Data for review
***
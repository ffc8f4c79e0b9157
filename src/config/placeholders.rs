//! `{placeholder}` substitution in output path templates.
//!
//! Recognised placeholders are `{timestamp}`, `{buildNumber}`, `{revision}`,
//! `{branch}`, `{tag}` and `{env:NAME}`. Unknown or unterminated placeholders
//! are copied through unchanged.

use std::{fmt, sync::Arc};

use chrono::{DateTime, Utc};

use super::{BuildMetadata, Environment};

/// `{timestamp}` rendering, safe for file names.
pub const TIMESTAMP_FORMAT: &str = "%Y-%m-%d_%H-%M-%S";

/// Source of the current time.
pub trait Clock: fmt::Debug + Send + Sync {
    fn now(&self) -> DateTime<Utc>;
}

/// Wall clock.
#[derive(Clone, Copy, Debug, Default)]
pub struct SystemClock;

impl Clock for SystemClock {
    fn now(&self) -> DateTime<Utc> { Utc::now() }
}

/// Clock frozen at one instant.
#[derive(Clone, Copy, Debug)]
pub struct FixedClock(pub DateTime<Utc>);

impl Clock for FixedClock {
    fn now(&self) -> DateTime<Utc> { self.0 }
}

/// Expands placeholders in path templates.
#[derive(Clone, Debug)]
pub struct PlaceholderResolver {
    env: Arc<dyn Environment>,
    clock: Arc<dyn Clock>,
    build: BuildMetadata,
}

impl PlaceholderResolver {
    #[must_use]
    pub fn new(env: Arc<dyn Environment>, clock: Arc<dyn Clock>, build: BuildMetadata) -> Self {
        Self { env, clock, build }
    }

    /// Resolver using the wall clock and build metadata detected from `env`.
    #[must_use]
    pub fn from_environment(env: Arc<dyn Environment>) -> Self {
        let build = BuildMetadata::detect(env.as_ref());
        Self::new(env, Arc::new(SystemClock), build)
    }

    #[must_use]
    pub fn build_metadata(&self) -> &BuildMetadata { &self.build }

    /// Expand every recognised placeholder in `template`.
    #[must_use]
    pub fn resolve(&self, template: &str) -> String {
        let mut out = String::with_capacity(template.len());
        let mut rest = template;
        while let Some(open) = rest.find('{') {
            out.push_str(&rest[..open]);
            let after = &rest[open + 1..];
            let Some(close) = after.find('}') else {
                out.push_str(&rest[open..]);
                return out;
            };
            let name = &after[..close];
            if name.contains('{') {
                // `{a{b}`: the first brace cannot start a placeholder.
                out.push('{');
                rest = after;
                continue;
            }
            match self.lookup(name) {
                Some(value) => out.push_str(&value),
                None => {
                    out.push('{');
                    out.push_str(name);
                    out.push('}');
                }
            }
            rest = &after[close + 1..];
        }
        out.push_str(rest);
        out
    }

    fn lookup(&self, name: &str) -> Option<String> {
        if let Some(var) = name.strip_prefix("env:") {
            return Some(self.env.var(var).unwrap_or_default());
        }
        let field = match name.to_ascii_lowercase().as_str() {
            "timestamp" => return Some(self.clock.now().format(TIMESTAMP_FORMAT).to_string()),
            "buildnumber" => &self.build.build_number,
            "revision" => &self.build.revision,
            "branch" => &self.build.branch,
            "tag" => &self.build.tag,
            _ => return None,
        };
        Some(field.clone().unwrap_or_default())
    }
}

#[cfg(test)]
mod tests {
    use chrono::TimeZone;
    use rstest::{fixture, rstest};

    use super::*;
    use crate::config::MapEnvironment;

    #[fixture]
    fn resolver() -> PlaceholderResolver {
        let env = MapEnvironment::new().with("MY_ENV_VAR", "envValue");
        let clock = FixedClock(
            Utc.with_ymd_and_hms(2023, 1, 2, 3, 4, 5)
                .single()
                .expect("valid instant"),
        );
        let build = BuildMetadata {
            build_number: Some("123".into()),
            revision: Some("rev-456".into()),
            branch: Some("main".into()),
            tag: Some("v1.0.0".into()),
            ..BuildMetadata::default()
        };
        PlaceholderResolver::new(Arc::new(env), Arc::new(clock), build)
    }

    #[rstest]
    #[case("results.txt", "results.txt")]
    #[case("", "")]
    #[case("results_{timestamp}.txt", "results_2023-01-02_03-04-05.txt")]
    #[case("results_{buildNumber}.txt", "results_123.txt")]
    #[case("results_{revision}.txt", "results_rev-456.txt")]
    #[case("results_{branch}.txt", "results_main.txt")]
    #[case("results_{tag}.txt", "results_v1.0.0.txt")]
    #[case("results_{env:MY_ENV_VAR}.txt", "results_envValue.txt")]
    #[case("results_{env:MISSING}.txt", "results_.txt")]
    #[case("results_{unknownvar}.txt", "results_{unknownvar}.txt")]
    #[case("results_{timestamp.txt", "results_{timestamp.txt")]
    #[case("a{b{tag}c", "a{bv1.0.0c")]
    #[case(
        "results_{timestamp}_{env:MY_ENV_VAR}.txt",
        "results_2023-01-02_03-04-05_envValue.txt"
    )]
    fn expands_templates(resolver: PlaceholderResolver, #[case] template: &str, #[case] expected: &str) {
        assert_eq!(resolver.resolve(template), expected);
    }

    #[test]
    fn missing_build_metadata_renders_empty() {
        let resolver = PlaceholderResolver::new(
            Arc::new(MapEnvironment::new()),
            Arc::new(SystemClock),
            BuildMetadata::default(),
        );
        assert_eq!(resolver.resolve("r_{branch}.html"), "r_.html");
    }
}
***
Task
The lines that mention the word "field" should be pulled from the records above.

Response to this exercise
        let field = match name.to_ascii_lowercase().as_str() {
        Some(field.clone().unwrap_or_default())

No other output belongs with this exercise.